Worldsfeed Tech Desk: Japan’s robotic explorer, known as the “Moon Sniper,” successfully landed on the lunar surface, but its mission faces potential premature termination due to a solar cell malfunction, leading to a loss of electricity. The Japan Aerospace Exploration Agency (JAXA) confirmed that the Smart Lander for Investigating Moon (SLIM) mission, which executed a precise and soft landing using optical navigation, is currently operating on limited battery power.
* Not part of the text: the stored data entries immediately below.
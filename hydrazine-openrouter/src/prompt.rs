//! Prompt text sent to the recommender.

use hydrazine_core::MissionRequest;

const SYSTEM_CONTEXT: &str = "\
You are a Star Citizen loadout and logistics expert.

CONTEXT:
The Stanton system consists of major planets (Crusader, Hurston, ArcCorp, microTech), \
their moons (Cellin, Yela, Daymar, Magda, Ita, Arial, Aberdeen, Wala, Lyria, Calliope, Clio, Euterpe), \
and orbital stations (Seraphim, Everus Harbor, Port Tressler, Bajini Point).";

const RESPONSE_SHAPE: &str = r#"Return ONLY a JSON object with this structure:
{
  "ship": "Ship Name",
  "goal": "Goal",
  "components": [
    { "name": "Component Name", "type": "Shield/Weapon/etc", "size": 1, "location": "City Name", "shopName": "Shop Name", "price": 0, "description": "Why this one?" }
  ],
  "totalCost": 0,
  "route": ["Starting Point", "Shop Location 1", "Shop Location 2"],
  "totalJumps": 0,
  "estimatedTravelTime": "..."
}
Required: ship, components (each with name, type, location, shopName), route, totalJumps, estimatedTravelTime."#;

pub fn system_prompt() -> String {
    format!("{}\n\n{}", SYSTEM_CONTEXT, RESPONSE_SHAPE)
}

pub fn user_prompt(request: &MissionRequest) -> String {
    let ship = request.ship_name.as_deref().unwrap_or("ship of your choice");
    format!(
        "The user is currently at: \"{start}\".\n\
         They want to configure a {ship} for: \"{intent}\".\n\
         Optimization Priority: {priority}.\n\n\
         TASK:\n\
         1. Recommend the absolute best components (Shields, Weapons, Power Plant, Coolers, Quantum Drive) for the specified intent.\n\
         2. Find reputable shops (e.g., Center Mass, Dumper's Depot, Platinum Bay, Omega Pro) that stock these.\n\
         3. Calculate an optimized route starting exactly from \"{start}\".\n\
         4. Include intermediate quantum jumps if a cross-system trip is required.\n\n\
         Ensure shop locations match real shop locations (e.g., New Babbage, Area18, Orison, Lorville, GrimHEX, or specific moons).",
        start = request.start_location,
        ship = ship,
        intent = request.intent,
        priority = request.priority.describe(),
    )
}
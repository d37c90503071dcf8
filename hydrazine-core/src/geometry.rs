use serde::{Deserialize, Serialize};

/// Width of the layout space all node coordinates live in.
pub const LAYOUT_WIDTH: f64 = 800.0;
/// Height of the layout space all node coordinates live in.
pub const LAYOUT_HEIGHT: f64 = 500.0;

/// A point in layout space.
#[derive(Debug, Clone, Copy, PartialEq, Default, Serialize, Deserialize)]
pub struct Point {
    pub x: f64,
    pub y: f64,
}

impl Point {
    pub const fn new(x: f64, y: f64) -> Self {
        Self { x, y }
    }

    /// Offset by `radius` along `angle` (radians, clockwise in screen space).
    pub fn polar_offset(self, radius: f64, angle: f64) -> Self {
        Self {
            x: self.x + radius * angle.cos(),
            y: self.y + radius * angle.sin(),
        }
    }

    pub fn distance(self, other: Point) -> f64 {
        (self.x - other.x).hypot(self.y - other.y)
    }

    pub fn lerp(self, other: Point, t: f64) -> Self {
        Self {
            x: self.x + (other.x - self.x) * t,
            y: self.y + (other.y - self.y) * t,
        }
    }
}

impl std::ops::Sub for Point {
    type Output = Point;

    fn sub(self, rhs: Point) -> Point {
        Point::new(self.x - rhs.x, self.y - rhs.y)
    }
}

impl std::ops::Neg for Point {
    type Output = Point;

    fn neg(self) -> Point {
        Point::new(-self.x, -self.y)
    }
}
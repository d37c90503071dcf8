use std::future::Future;

use crate::build::{LoadoutBuild, MissionRequest};

/// Source of recommended builds.
///
/// Implementations may be slow and may fail; the layout engines only ever see
/// the decoded [`LoadoutBuild`].
pub trait RecommendationService: Send + Sync {
    type Error: std::error::Error + Send + Sync + 'static;

    fn recommend(
        &self,
        request: &MissionRequest,
    ) -> impl Future<Output = Result<LoadoutBuild, Self::Error>> + Send;
}

impl<S: RecommendationService> RecommendationService for &S {
    type Error = S::Error;

    fn recommend(
        &self,
        request: &MissionRequest,
    ) -> impl Future<Output = Result<LoadoutBuild, Self::Error>> + Send {
        S::recommend(*self, request)
    }
}
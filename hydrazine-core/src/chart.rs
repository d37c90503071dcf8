//! Everything a map renderer needs for one recommendation, in one value.

use serde::Serialize;
use tracing::instrument;

use crate::build::{Component, LoadoutBuild};
use crate::curve::DEFAULT_BETA;
use crate::geometry::Point;
use crate::markers::{Marker, place_markers};
use crate::resolver::NameResolver;
use crate::route::{NodeRole, RoutePath, layout_route, node_role};
use crate::topology::{NodeCategory, Topology};

/// Chart composition options.
#[derive(Debug, Clone, Copy, PartialEq)]
pub struct ChartOptions {
    /// Bundle tension for the route curve.
    pub beta: f64,
    /// Curve samples per spline segment.
    pub samples_per_segment: usize,
}

impl Default for ChartOptions {
    fn default() -> Self {
        Self {
            beta: DEFAULT_BETA,
            samples_per_segment: 12,
        }
    }
}

#[derive(Debug, Clone, PartialEq, Serialize)]
pub struct NodeView<'a> {
    pub id: &'a str,
    pub name: &'a str,
    pub category: NodeCategory,
    pub position: Point,
    pub radius: f64,
    pub label_offset: f64,
    pub role: NodeRole,
    /// The route lists this node's display name verbatim.
    pub labelled: bool,
}

#[derive(Debug, Clone, PartialEq, Serialize)]
pub struct Chart<'a> {
    pub nodes: Vec<NodeView<'a>>,
    pub edges: Vec<(Point, Point)>,
    pub route: RoutePath,
    /// Sampled route curve; empty when fewer than two waypoints resolved.
    pub curve: Vec<Point>,
    pub markers: Vec<Marker<'a>>,
}

impl<'a> Chart<'a> {
    #[instrument(skip_all, fields(waypoints = route.len(), components = components.len()))]
    pub fn compose<S: AsRef<str>>(
        topology: &'a Topology,
        route: &[S],
        components: &'a [Component],
        options: ChartOptions,
    ) -> Self {
        let resolver = NameResolver::new(topology);

        let nodes = topology
            .all_nodes()
            .iter()
            .map(|node| NodeView {
                id: &node.id,
                name: &node.name,
                category: node.category,
                position: node.position,
                radius: node.category.node_radius(),
                label_offset: node.category.label_offset(),
                role: node_role(&resolver, node, route),
                labelled: route.iter().any(|w| w.as_ref() == node.name),
            })
            .collect();

        let path = layout_route(&resolver, route);
        let curve = path.smooth(options.beta, options.samples_per_segment);

        Self {
            nodes,
            edges: topology.edge_segments(),
            route: path,
            curve,
            markers: place_markers(&resolver, components),
        }
    }

    /// Chart for a decoded build.
    pub fn for_build(topology: &'a Topology, build: &'a LoadoutBuild, options: ChartOptions) -> Self {
        Self::compose(topology, &build.route, &build.components, options)
    }

    /// Items whose location did not resolve to any node.
    pub fn unplaced(&self) -> impl Iterator<Item = &Marker<'a>> {
        self.markers.iter().filter(|m| m.placement.is_none())
    }
}
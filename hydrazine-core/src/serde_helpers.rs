//! Serde helpers for loosely typed recommendation payloads.
//!
//! Generated JSON routinely writes counts as `2.0` or `"2"`; these modules
//! accept any of those shapes for fields that are integral.

/// Deserialize a `u32` from an integer, a whole float, or a numeric string.
pub mod lenient_u32 {
    use serde::de::{self, Deserializer, Visitor};
    use std::fmt;

    pub fn deserialize<'de, D>(deserializer: D) -> Result<u32, D::Error>
    where
        D: Deserializer<'de>,
    {
        deserializer.deserialize_any(LenientU32)
    }

    struct LenientU32;

    impl<'de> Visitor<'de> for LenientU32 {
        type Value = u32;

        fn expecting(&self, f: &mut fmt::Formatter) -> fmt::Result {
            f.write_str("a non-negative whole number")
        }

        fn visit_u64<E: de::Error>(self, v: u64) -> Result<u32, E> {
            u32::try_from(v).map_err(|_| E::custom(format!("{} out of range", v)))
        }

        fn visit_i64<E: de::Error>(self, v: i64) -> Result<u32, E> {
            u32::try_from(v).map_err(|_| E::custom(format!("{} out of range", v)))
        }

        fn visit_f64<E: de::Error>(self, v: f64) -> Result<u32, E> {
            if v.fract() == 0.0 && v >= 0.0 && v <= u32::MAX as f64 {
                Ok(v as u32)
            } else {
                Err(E::custom(format!("{} is not a whole number", v)))
            }
        }

        fn visit_str<E: de::Error>(self, v: &str) -> Result<u32, E> {
            let trimmed = v.trim();
            match trimmed.parse::<u32>() {
                Ok(n) => Ok(n),
                Err(_) => trimmed
                    .parse::<f64>()
                    .map_err(|_| E::custom(format!("{:?} is not a number", v)))
                    .and_then(|f| self.visit_f64(f)),
            }
        }

        fn visit_unit<E: de::Error>(self) -> Result<u32, E> {
            Ok(0)
        }
    }
}

/// Deserialize an `f64` from a number or a numeric string; `null` becomes 0.
pub mod lenient_f64 {
    use serde::de::{self, Deserializer, Visitor};
    use std::fmt;

    pub fn deserialize<'de, D>(deserializer: D) -> Result<f64, D::Error>
    where
        D: Deserializer<'de>,
    {
        deserializer.deserialize_any(LenientF64)
    }

    struct LenientF64;

    impl<'de> Visitor<'de> for LenientF64 {
        type Value = f64;

        fn expecting(&self, f: &mut fmt::Formatter) -> fmt::Result {
            f.write_str("a number")
        }

        fn visit_u64<E: de::Error>(self, v: u64) -> Result<f64, E> {
            Ok(v as f64)
        }

        fn visit_i64<E: de::Error>(self, v: i64) -> Result<f64, E> {
            Ok(v as f64)
        }

        fn visit_f64<E: de::Error>(self, v: f64) -> Result<f64, E> {
            Ok(v)
        }

        fn visit_str<E: de::Error>(self, v: &str) -> Result<f64, E> {
            v.trim()
                .replace(',', "")
                .parse()
                .map_err(|_| E::custom(format!("{:?} is not a number", v)))
        }

        fn visit_unit<E: de::Error>(self) -> Result<f64, E> {
            Ok(0.0)
        }
    }
}

/// Deserialize an `Option<f64>` leniently; `null` becomes `None` and any
/// present value goes through [`lenient_f64`].
pub mod lenient_opt_f64 {
    use serde::de::{Deserializer, Visitor};
    use std::fmt;

    pub fn deserialize<'de, D>(deserializer: D) -> Result<Option<f64>, D::Error>
    where
        D: Deserializer<'de>,
    {
        deserializer.deserialize_option(LenientOptF64)
    }

    struct LenientOptF64;

    impl<'de> Visitor<'de> for LenientOptF64 {
        type Value = Option<f64>;

        fn expecting(&self, f: &mut fmt::Formatter) -> fmt::Result {
            f.write_str("a number or null")
        }

        fn visit_none<E: serde::de::Error>(self) -> Result<Option<f64>, E> {
            Ok(None)
        }

        fn visit_unit<E: serde::de::Error>(self) -> Result<Option<f64>, E> {
            Ok(None)
        }

        fn visit_some<D>(self, deserializer: D) -> Result<Option<f64>, D::Error>
        where
            D: Deserializer<'de>,
        {
            super::lenient_f64::deserialize(deserializer).map(Some)
        }
    }
}
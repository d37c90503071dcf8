//! Pre-generated builds looked up without calling the recommender.

use std::path::Path;

use tracing::{debug, instrument};

use crate::build::{LoadoutBuild, MissionRequest};
use crate::error::OfflineError;
use crate::service::RecommendationService;

#[derive(Debug, Clone, Default)]
pub struct OfflineLibrary {
    builds: Vec<LoadoutBuild>,
}

impl OfflineLibrary {
    pub fn new(builds: Vec<LoadoutBuild>) -> Self {
        Self { builds }
    }

    /// Parses a JSON array of builds.
    pub fn from_json(json: &str) -> Result<Self, OfflineError> {
        Ok(Self::new(serde_json::from_str(json)?))
    }

    #[instrument(skip_all, fields(path = %path.as_ref().display()))]
    pub fn load(path: impl AsRef<Path>) -> Result<Self, OfflineError> {
        let content = std::fs::read_to_string(path.as_ref())?;
        let library = Self::from_json(&content)?;
        debug!(builds = library.len(), "loaded offline library");
        Ok(library)
    }

    pub fn builds(&self) -> &[LoadoutBuild] {
        &self.builds
    }

    pub fn len(&self) -> usize {
        self.builds.len()
    }

    pub fn is_empty(&self) -> bool {
        self.builds.is_empty()
    }

    /// First build matching the ship and intent, else the first build.
    ///
    /// A build matches when its ship contains `ship_name` (any ship when
    /// `None`) and its goal contains the intent or any space-separated word
    /// of it. Comparison is case-insensitive.
    pub fn find(&self, ship_name: Option<&str>, intent: &str) -> Option<&LoadoutBuild> {
        let ship_name = ship_name.map(str::to_lowercase);
        let intent = intent.to_lowercase();

        self.builds
            .iter()
            .find(|build| {
                let ship_match = ship_name
                    .as_deref()
                    .is_none_or(|ship| build.ship.to_lowercase().contains(ship));
                let goal = build.goal.to_lowercase();
                let intent_match =
                    goal.contains(&intent) || intent.split(' ').any(|word| goal.contains(word));
                ship_match && intent_match
            })
            .or_else(|| self.builds.first())
    }
}

impl RecommendationService for OfflineLibrary {
    type Error = OfflineError;

    async fn recommend(&self, request: &MissionRequest) -> Result<LoadoutBuild, OfflineError> {
        self.find(request.ship_name.as_deref(), &request.intent)
            .cloned()
            .ok_or(OfflineError::Empty)
    }
}
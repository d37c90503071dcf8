use thiserror::Error;

use crate::topology::NodeId;

#[derive(Debug, Error)]
pub enum TopologyError {
    #[error("duplicate node id: {0}")]
    DuplicateNode(NodeId),

    #[error("edge {source_id} -> {target_id} references unknown node {missing}")]
    UnknownEndpoint {
        source_id: NodeId,
        target_id: NodeId,
        missing: NodeId,
    },

    #[error("JSON error: {0}")]
    Json(#[from] serde_json::Error),
}

#[derive(Debug, Error)]
pub enum OfflineError {
    #[error("IO error: {0}")]
    Io(#[from] std::io::Error),

    #[error("JSON error: {0}")]
    Json(#[from] serde_json::Error),

    #[error("offline library has no builds")]
    Empty,
}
As the spacecraft’s solar cell is not generating electricity, the JAXA team is analyzing data to identify the cause, with the possibility that the issue stems from the spacecraft not pointing in the intended direction. While there is optimism that a change in the lunar solar angle might enable the solar cell to recharge, it remains uncertain if SLIM can survive the frigid lunar night. The mission is considered a “minimum success” as Japan becomes the third country this century, and the fifth overall, to achieve a lunar landing.
Despite the challenges, the lander successfully released two lunar rovers, LEV-1 and LEV-2. LEV-1 utilizes a hopping mechanism and is equipped with visible light cameras and scientific instruments, while LEV-2 can change shape for surface movement. JAXA is actively receiving signals from LEV-1 and awaiting more data to confirm the status of LEV-2.
The SLIM explorer, launched in September and nicknamed “Moon Sniper” for its precision technology, aimed for a pinpoint landing site near the Shioli crater within the lunar plain Sea of Nectar. Its mission involves studying rocks that could provide insights into the moon’s origin. The team is still assessing the accuracy of SLIM’s landing, a process expected to take up to a month.
Amid a renewed lunar space race, with multiple countries attempting moon landing missions, the SLIM lander’s lightweight design is seen as potentially effective for exploring small areas of interest not only on the moon but also on other planets like Mars, according to JAXA. The mission contributes to the global effort to access water trapped as ice in permanently shadowed regions at the lunar south pole, with potential applications for future space exploration.